In 2016 and 2017, Apple shareholder Tony Maldonado submitted a shareholder proposal asking that Apple “adopt an accelerated recruitment policy … to increase the diversity of senior management and its board of directors.”

As The Verge reported a year ago, “If approved, Apple would have to prioritize diversity at the top levels of its organization. How exactly it accomplishes that, and on what timeline, would be entirely up to Apple — but it’d have to do something. Maldonado says that could include tying executive pay to diversity goals, as Intel and Microsoft have done, or adopting a board refreshment policy, requiring the company to regularly explore potential new board members from diverse backgrounds.”

The proposal was voted down, and Apple itself recommended shareholders vote against it. Of course, this is the same Apple whose chief diversity officer claimed that 12 blonde, blue-eyed men constitute diversity and who then stepped down at the end of 2017, but I digress.

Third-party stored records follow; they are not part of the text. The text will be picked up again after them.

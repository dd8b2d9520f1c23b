use serde::{Deserialize, Serialize};

use crate::distance::Coordinate;
use crate::error::{Result, TrackError};

/// One reading as delivered by the location source. Nothing is validated yet.
#[derive(Clone, Debug, PartialEq)]
pub struct RawReading {
    pub latitude: f64,
    pub longitude: f64,
    /// meters per second
    pub speed: Option<f64>,
    /// meters
    pub accuracy: Option<f64>,
    pub timestamp_ms: i64,
}

#[derive(Clone, Debug, PartialEq, Serialize, Deserialize)]
pub struct GeoSample {
    pub latitude: f64,
    pub longitude: f64,
    #[serde(default, skip_serializing_if = "Option::is_none")]
    pub speed_mps: Option<f64>,
    #[serde(default, skip_serializing_if = "Option::is_none")]
    pub accuracy_m: Option<f64>,
    pub captured_at_ms: i64,
}

impl GeoSample {
    pub fn coordinate(&self) -> Coordinate {
        Coordinate {
            latitude: self.latitude,
            longitude: self.longitude,
        }
    }

    pub fn speed_kmh(&self) -> Option<f64> {
        self.speed_mps.map(|speed| speed * 3.6)
    }
}

// missing or garbage sensor values are "unknown", not an error
fn optional_measurement(value: Option<f64>) -> Option<f64> {
    value.filter(|x| x.is_finite() && *x >= 0.0)
}

pub fn normalize(
    raw_latitude: f64,
    raw_longitude: f64,
    raw_speed: Option<f64>,
    raw_accuracy: Option<f64>,
    captured_at_ms: i64,
) -> Result<GeoSample> {
    if !raw_latitude.is_finite() || !raw_longitude.is_finite() {
        return Err(TrackError::invalid_sample(format!(
            "non-finite coordinate ({}, {})",
            raw_latitude, raw_longitude
        )));
    }
    if !(-90.0..=90.0).contains(&raw_latitude) {
        return Err(TrackError::invalid_sample(format!(
            "latitude out of range: {}",
            raw_latitude
        )));
    }
    if !(-180.0..=180.0).contains(&raw_longitude) {
        return Err(TrackError::invalid_sample(format!(
            "longitude out of range: {}",
            raw_longitude
        )));
    }
    Ok(GeoSample {
        latitude: raw_latitude,
        longitude: raw_longitude,
        speed_mps: optional_measurement(raw_speed),
        accuracy_m: optional_measurement(raw_accuracy),
        captured_at_ms,
    })
}

impl TryFrom<&RawReading> for GeoSample {
    type Error = TrackError;

    fn try_from(raw: &RawReading) -> Result<Self> {
        normalize(
            raw.latitude,
            raw.longitude,
            raw.speed,
            raw.accuracy,
            raw.timestamp_ms,
        )
    }
}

Earlier this year, Facebook and Twitter faced their own shareholder resolutions, filed by the New York State Comptroller and Arjuna Capital, against online harassment, hate speech and fake news.

That same week, Laurence Blackstone, founder and CEO of BlackRock, one of the world’s largest investment firms, sent a letter to business heads around the world demanding they contribute to the greater social good if they want to receive BlackRock funds.

Shining a light on exploitive nature of private industry

How all of this will play out and what, if any, impact it will have on Silicon Valley remains to be seen. But it’s shining a well-needed light onto the exploitative nature of capitalism and private industry and how the single-minded focus on “shareholder value” can lead to unethical business practices and harassment, as well as decrease a company’s desirability in the eyes of both employees and customers.

“Boards are looking at these issues, like what happened with Uber, for instance, and they’re saying, ‘If we don’t fix this, someone’s going to fix it for us, and not in a good way,’” Amy Polefrone, president and CEO of HR Strategy, told me.

“I do think we’re at something of a tipping point that’s going to result in more accountable corporations. They must not sweep these issues under the rug; investors, VC, shareholders are starting to understand that those companies would be bad investment risks and that it’s a business problem. If you’re failing your employees and your customers, you’ve failed morally, ethically and legally.” she says.

Is this finally the tipping point? I think it’s certainly a step in the right direction.